## Problem description
The records below are to be retyped in full, without any alteration.

========================================

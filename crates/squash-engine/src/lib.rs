//! # squash-engine
//!
//! Runs a compression pass over a host asset store.
//!
//! ```text
//! list -> rule matcher -> relation check -> cache lookup -> threshold
//!      -> compress -> ratio policy -> cache store -> disposition -> emit
//! ```
//!
//! Every eligible asset gets its own future; all of them are joined before
//! the pass returns. A failing asset records one error in the
//! [`PassReport`] and yields no derived asset.
//!
//! # Examples
//!
//! ```rust
//! use squash_cache::MemoryCacheStore;
//! use squash_config::PluginOptions;
//! use squash_engine::{CompressionPlugin, MemoryAssetStore};
//! use squash_types::{Asset, AssetStore};
//! use std::sync::Arc;
//!
//! # tokio_test::block_on(async {
//! let plugin = CompressionPlugin::new(PluginOptions::default())?;
//! let store: MemoryAssetStore = [Asset::new("app.js", vec![0u8; 1024])].into_iter().collect();
//!
//! let report = plugin.run(&store, Arc::new(MemoryCacheStore::new())).await;
//! assert!(store.contains("app.js.gz"));
//! assert_eq!(store.get("app.js").unwrap().info.related("gzipped"), Some("app.js.gz"));
//! assert_eq!(report.stats.assets_emitted, 1);
//! # Ok::<(), squash_types::Error>(())
//! # });
//! ```

#![deny(missing_docs)]
#![warn(clippy::all, clippy::pedantic, clippy::nursery)]
#![allow(clippy::module_name_repetitions)]

pub mod display;
pub mod engine;
pub mod filename;
pub mod matcher;
pub mod policy;
pub mod relation;
pub mod report;
mod scheduler;
pub mod store;

#[cfg(test)]
mod engine_tests;

pub use display::CompressedFlag;
pub use engine::CompressionPlugin;
pub use matcher::RuleMatcher;
pub use policy::Disposition;
pub use relation::relation_name;
pub use report::{AssetError, AssetOutcome, PassReport};
pub use store::MemoryAssetStore;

========================================

## Exercise answer
filename crates/squash-engine/src/lib.rs
//! # squash-engine
//!
//! Runs a compression pass over a host asset store.
//!
//! ```text
//! list -> rule matcher -> relation check -> cache lookup -> threshold
//!      -> compress -> ratio policy -> cache store -> disposition -> emit
//! ```
//!
//! Every eligible asset gets its own future; all of them are joined before
//! the pass returns. A failing asset records one error in the
//! [`PassReport`] and yields no derived asset.
//!
//! # Examples
//!
//! ```rust
//! use squash_cache::MemoryCacheStore;
//! use squash_config::PluginOptions;
//! use squash_engine::{CompressionPlugin, MemoryAssetStore};
//! use squash_types::{Asset, AssetStore};
//! use std::sync::Arc;
//!
//! # tokio_test::block_on(async {
//! let plugin = CompressionPlugin::new(PluginOptions::default())?;
//! let store: MemoryAssetStore = [Asset::new("app.js", vec![0u8; 1024])].into_iter().collect();
//!
//! let report = plugin.run(&store, Arc::new(MemoryCacheStore::new())).await;
//! assert!(store.contains("app.js.gz"));
//! assert_eq!(store.get("app.js").unwrap().info.related("gzipped"), Some("app.js.gz"));
//! assert_eq!(report.stats.assets_emitted, 1);
//! # Ok::<(), squash_types::Error>(())
//! # });
//! ```

#![deny(missing_docs)]
#![warn(clippy::all, clippy::pedantic, clippy::nursery)]
#![allow(clippy::module_name_repetitions)]

pub mod display;
pub mod engine;
pub mod filename;
pub mod matcher;
pub mod policy;
pub mod relation;
pub mod report;
mod scheduler;
pub mod store;

#[cfg(test)]
mod engine_tests;

pub use display::CompressedFlag;
pub use engine::CompressionPlugin;
pub use matcher::RuleMatcher;
pub use policy::Disposition;
pub use relation::relation_name;
pub use report::{AssetError, AssetOutcome, PassReport};
pub use store::MemoryAssetStore;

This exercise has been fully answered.